Transcripts vs. Summaries


I used to manage a product that provided transcripts and summaries of corporate earnings calls to investors. This was before AI, so the transcripts were produced by stenographers and the summaries were written by lawyers.

The thinking was simple: Stenographers were trained to produce verbatim, sequential output, whereas the lawyers were trained to produce accurate, synthesized briefs.

Here was the bottom line: Investors paid a premium for the summaries, yet they only used the transcripts to reference minor details.

That now-outmoded practice raises a critical question for our everyday communication today: Are you giving people transcripts when they’re looking for summaries?

Following a holiday weekend, it is common to ask colleagues how they spent their time off. Some provide a near transcript (“First we did this, then this, then this happened…”), while others give a summary (“Overall the highlights were… and I loved it because…”).

In the workplace, the transcripts usually come from highly analytical people, like the engineers or accountants who describe how to build a watch when all someone asked them for was the time. Without realizing it, they fall into the trap of the Four Ds I’ve written about before: their communication becomes Dense and Durative.

Delivering a transcript is easy; it requires no filtering. But it is inherently self-focused. Summarizing, on the other hand, is an act of an Others Orientation. It requires you to consider the time, context, and attention span of the person sitting across from you.

I’ve had to train myself to minimize my own tendency toward providing transcripts, and I recently attempted to train my youngest daughter on this exact skill as well. The opportunity came when I asked her about the book she was reading.

“It’s great! Can I tell you about it?”

Five minutes later, my eyes were glazed over.

After I praised her for her reading comprehension and memory, I asked her whether she wants people to actually pay attention to the things she says.

She did, of course.

That’s when I explained the difference between a stenographer and a lawyer—the difference between a transcript and a summary. I invited her to start over.

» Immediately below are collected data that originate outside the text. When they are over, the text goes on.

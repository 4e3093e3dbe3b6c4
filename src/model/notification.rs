//! Lifecycle events shown in every dashboard's feed.

use chrono::{DateTime, Utc};
use serde::{Deserialize, Serialize};
use std::fmt::Display;

/// Type-safe identifier for notifications.
#[derive(Debug, Clone, Copy, PartialEq, Eq, Hash, Serialize, Deserialize)]
pub struct NotificationId(pub u64);

impl From<u64> for NotificationId {
    fn from(id: u64) -> Self {
        Self(id)
    }
}

impl Display for NotificationId {
    fn fmt(&self, f: &mut std::fmt::Formatter<'_>) -> std::fmt::Result {
        write!(f, "notification_{}", self.0)
    }
}

#[derive(Debug, Clone, Copy, PartialEq, Eq, Hash, Serialize, Deserialize)]
#[serde(rename_all = "snake_case")]
pub enum NotificationKind {
    OrderPlaced,
    OrderReady,
    PaymentSuccess,
    OrderReceived,
}

impl NotificationKind {
    pub fn as_str(&self) -> &'static str {
        match self {
            NotificationKind::OrderPlaced => "order_placed",
            NotificationKind::OrderReady => "order_ready",
            NotificationKind::PaymentSuccess => "payment_success",
            NotificationKind::OrderReceived => "order_received",
        }
    }
}

impl Display for NotificationKind {
    fn fmt(&self, f: &mut std::fmt::Formatter<'_>) -> std::fmt::Result {
        f.write_str(self.as_str())
    }
}

/// A feed entry. Only `read` ever changes after creation.
#[derive(Debug, Clone, PartialEq, Eq, Serialize, Deserialize)]
pub struct Notification {
    pub id: NotificationId,
    pub kind: NotificationKind,
    pub title: String,
    pub message: String,
    pub created_at: DateTime<Utc>,
    pub read: bool,
    pub order_ref: Option<String>,
    pub amount: Option<u64>,
    pub food_item: Option<String>,
}

impl Notification {
    /// How long ago the event happened, as the feed shows it.
    pub fn age(&self, now: DateTime<Utc>) -> String {
        format_relative(self.created_at, now)
    }
}

/// Payload for a new notification. Id, timestamp and `read` are set by the store.
#[derive(Debug, Clone, PartialEq, Eq)]
pub struct NotificationCreate {
    pub kind: NotificationKind,
    pub title: String,
    pub message: String,
    pub order_ref: Option<String>,
    pub amount: Option<u64>,
    pub food_item: Option<String>,
}

impl NotificationCreate {
    pub fn new(kind: NotificationKind, title: impl Into<String>, message: impl Into<String>) -> Self {
        Self {
            kind,
            title: title.into(),
            message: message.into(),
            order_ref: None,
            amount: None,
            food_item: None,
        }
    }

    pub fn with_order_ref(mut self, order_ref: impl Into<String>) -> Self {
        self.order_ref = Some(order_ref.into());
        self
    }

    pub fn with_amount(mut self, amount: u64) -> Self {
        self.amount = Some(amount);
        self
    }

    pub fn with_food_item(mut self, food_item: impl Into<String>) -> Self {
        self.food_item = Some(food_item.into());
        self
    }
}

/// "Just now", "5m ago", "3h ago", "2d ago", or the date once a week has passed.
pub fn format_relative(at: DateTime<Utc>, now: DateTime<Utc>) -> String {
    let elapsed = now.signed_duration_since(at);
    let minutes = elapsed.num_minutes();
    let hours = elapsed.num_hours();
    let days = elapsed.num_days();

    if minutes < 1 {
        "Just now".to_string()
    } else if minutes < 60 {
        format!("{minutes}m ago")
    } else if hours < 24 {
        format!("{hours}h ago")
    } else if days < 7 {
        format!("{days}d ago")
    } else {
        at.format("%Y-%m-%d").to_string()
    }
}

/// Entries not yet marked read.
pub fn unread_count(feed: &[Notification]) -> usize {
    feed.iter().filter(|n| !n.read).count()
}

#[cfg(test)]
mod tests {
    use super::*;
    use chrono::{Duration, TimeZone};

    fn noon() -> DateTime<Utc> {
        Utc.with_ymd_and_hms(2025, 1, 9, 12, 0, 0).unwrap()
    }

    #[test]
    fn relative_time_thresholds() {
        let now = noon();
        assert_eq!(format_relative(now, now), "Just now");
        assert_eq!(format_relative(now - Duration::seconds(59), now), "Just now");
        assert_eq!(format_relative(now - Duration::minutes(1), now), "1m ago");
        assert_eq!(format_relative(now - Duration::minutes(59), now), "59m ago");
        assert_eq!(format_relative(now - Duration::minutes(60), now), "1h ago");
        assert_eq!(format_relative(now - Duration::hours(23), now), "23h ago");
        assert_eq!(format_relative(now - Duration::hours(24), now), "1d ago");
        assert_eq!(format_relative(now - Duration::days(6), now), "6d ago");
        assert_eq!(format_relative(now - Duration::days(7), now), "2025-01-02");
    }

    #[test]
    fn future_timestamps_read_as_just_now() {
        let now = noon();
        assert_eq!(format_relative(now + Duration::minutes(5), now), "Just now");
    }

    #[test]
    fn unread_count_is_derived_from_the_feed() {
        let make = |id, read| Notification {
            id: NotificationId(id),
            kind: NotificationKind::OrderPlaced,
            title: "t".into(),
            message: "m".into(),
            created_at: noon(),
            read,
            order_ref: None,
            amount: None,
            food_item: None,
        };
        let feed = vec![make(1, false), make(2, true), make(3, false)];
        assert_eq!(unread_count(&feed), 2);
        assert_eq!(unread_count(&[]), 0);
    }

    #[test]
    fn kinds_serialize_in_snake_case() {
        #[derive(Debug, PartialEq, Serialize, Deserialize)]
        struct Entry {
            kind: NotificationKind,
        }

        for kind in [
            NotificationKind::OrderPlaced,
            NotificationKind::OrderReady,
            NotificationKind::PaymentSuccess,
            NotificationKind::OrderReceived,
        ] {
            let encoded = toml::to_string(&Entry { kind }).unwrap();
            assert_eq!(encoded.trim(), format!("kind = \"{kind}\""));
            assert_eq!(toml::from_str::<Entry>(&encoded).unwrap(), Entry { kind });
        }

        assert_eq!(
            toml::from_str::<Entry>("kind = \"payment_success\"").unwrap().kind,
            NotificationKind::PaymentSuccess
        );
        assert!(toml::from_str::<Entry>("kind = \"PaymentSuccess\"").is_err());
    }
}
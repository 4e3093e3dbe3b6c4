//! # Logging
//!
//! Every store actor logs its lifecycle and each request with an
//! `entity_type` field, and the domain clients open a span per call. One
//! checkout at `RUST_LOG=info`:
//!
//! ```text
//! INFO Checkout started cart=cart_1 total=360 method=UPI
//! INFO Payment settled order=#0001 total=360 method=UPI
//! INFO Created entity_type="Notification" id=notification_1 size=1
//! INFO Created entity_type="Notification" id=notification_2 size=2
//! INFO Created entity_type="Order" id=#0001 size=1
//! INFO checkout{cart=cart_1}:place_order{total=360}: Order placed order=#0001
//! INFO checkout{cart=cart_1}: Checkout complete order=#0001
//! ```
//!
//! The level comes from `RUST_LOG`:
//!
//! ```bash
//! RUST_LOG=info cargo run            # one line per step
//! RUST_LOG=debug cargo run           # request payloads too
//! RUST_LOG=canteen=debug,actor_framework=warn cargo run
//! ```

/// Installs the global subscriber. Call once, at the start of `main`.
pub fn setup_tracing() {
    tracing_subscriber::fmt()
        .with_env_filter(tracing_subscriber::EnvFilter::from_default_env())
        .with_target(false) // entity_type already says where a line came from
        .compact()
        .init();
}
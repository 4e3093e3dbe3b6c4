//! ActorEntity implementation for [`Order`].
//!
//! Placing an order settles its payment and posts two feed entries before the
//! order is stored. If either entry cannot be posted the create fails, no
//! order exists, and an entry that was already posted is withdrawn. Marking an order ready posts the pickup entry first and only
//! then changes the status.

use super::actions::{OrderAction, OrderActionResult};
use super::error::OrderError;
use super::notices;
use crate::clients::NotificationClient;
use crate::model::{Order, OrderCreate, OrderId, OrderStatus, PaymentStatus};
use actor_framework::{ActorClient, ActorEntity};
use async_trait::async_trait;
use chrono::Utc;
use tracing::{info, warn};

#[async_trait]
impl ActorEntity for Order {
    type Id = OrderId;
    type Create = OrderCreate;
    type Update = ();
    type Action = OrderAction;
    type ActionResult = OrderActionResult;
    type Context = NotificationClient;
    type Error = OrderError;

    fn from_create_params(id: OrderId, params: OrderCreate) -> Result<Self, Self::Error> {
        Ok(Order {
            id,
            customer: params.customer,
            lines: params.lines,
            total: params.total,
            address: params.address,
            payment_method: params.payment_method,
            status: OrderStatus::Placed,
            payment: PaymentStatus::Pending,
            placed_at: Utc::now(),
        })
    }

    async fn on_create(&mut self, notifications: &NotificationClient) -> Result<(), Self::Error> {
        self.payment = PaymentStatus::Succeeded;
        info!(order = %self.id, total = self.total, method = %self.payment_method, "Payment settled");

        let placed = notifications
            .add_notification(notices::order_placed(self))
            .await
            .map_err(|e| OrderError::NotificationFailed(e.to_string()))?;

        if let Err(e) = notifications
            .add_notification(notices::payment_success(self))
            .await
        {
            if let Err(cleanup) = notifications.delete(placed).await {
                warn!(order = %self.id, notification = %placed, error = %cleanup, "Could not withdraw order entry");
            }
            return Err(OrderError::NotificationFailed(e.to_string()));
        }
        Ok(())
    }

    async fn on_update(&mut self, _update: (), _ctx: &Self::Context) -> Result<(), Self::Error> {
        Ok(())
    }

    async fn handle_action(
        &mut self,
        action: OrderAction,
        notifications: &NotificationClient,
    ) -> Result<OrderActionResult, Self::Error> {
        let from = self.status;
        let to = action.target();
        if !from.can_advance_to(to) {
            warn!(order = %self.id, %from, %to, "Rejected status change");
            return Err(OrderError::InvalidTransition {
                order: self.id,
                from,
                to,
            });
        }

        if action == OrderAction::MarkReady {
            notifications
                .add_notification(notices::order_ready(self))
                .await
                .map_err(|e| OrderError::NotificationFailed(e.to_string()))?;
        }

        self.status = to;
        info!(order = %self.id, %from, %to, "Order advanced");
        Ok(OrderActionResult::Advanced { from, to })
    }
}
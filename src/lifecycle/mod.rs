//! # Lifecycle
//!
//! Starting, wiring and stopping the stores.
//!
//! Actors are created first, with no dependencies, and only then started
//! with their context. The order actor is the one store that needs another:
//! it runs with a [`NotificationClient`](crate::clients::NotificationClient)
//! so it can post feed entries. The dependency graph is acyclic, so dropping
//! every client is enough to stop the system; see [`CanteenSystem::shutdown`].

pub mod canteen_system;
pub mod tracing;

pub use canteen_system::*;
pub use tracing::*;
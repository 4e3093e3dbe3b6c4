//! # Generic Messages
//!
//! Requests sent from a [`ResourceClient`](crate::ResourceClient) to its
//! [`ResourceActor`](crate::ResourceActor). Each carries a oneshot sender the
//! actor answers on.

use crate::entity::ActorEntity;
use crate::error::FrameworkError;
use tokio::sync::oneshot;

/// Type alias for the one-shot response channel used by actors.
pub type Response<T> = oneshot::Sender<Result<T, FrameworkError>>;

/// A request for one operation on the actor's store.
///
/// CRUD on a single entity (`Create`, `Get`, `Update`, `Delete`), a custom
/// `Action` on a single entity, and two whole-store operations: `List`
/// returns every entity in insertion order, `Clear` drops them all.
#[derive(Debug)]
pub enum ResourceRequest<T: ActorEntity> {
    Create {
        params: T::Create,
        respond_to: Response<T::Id>,
    },
    Get {
        id: T::Id,
        respond_to: Response<Option<T>>,
    },
    Update {
        id: T::Id,
        update: T::Update,
        respond_to: Response<T>,
    },
    Delete {
        id: T::Id,
        respond_to: Response<()>,
    },
    Action {
        id: T::Id,
        action: T::Action,
        respond_to: Response<T::ActionResult>,
    },
    List {
        respond_to: Response<Vec<T>>,
    },
    /// Responds with the number of entities removed.
    Clear {
        respond_to: Response<usize>,
    },
}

“Try summarizing the core plot of the book in two minutes or less,” I challenged. And she did it, with pride.

Summarizing is a vital skill for accumulating relationship capital. It informs and entertains people while keeping them engaged. To do it well, you must practice three habits:

  1. Rephrase the main ideas concisely: Isolate and condense the most important parts of your message.
  2. Filter out the unnecessary: Understand the interests and context of your audience, then reduce the story to its essence.
  3. Identify core principles: Give them the takeaways, not the play-by-play.

If you want to build more trust and credibility, you have to be the type of person who synthesizes the brief rather than transcribing the event.

Who in your life needs you to provide a summary rather than a transcript this week?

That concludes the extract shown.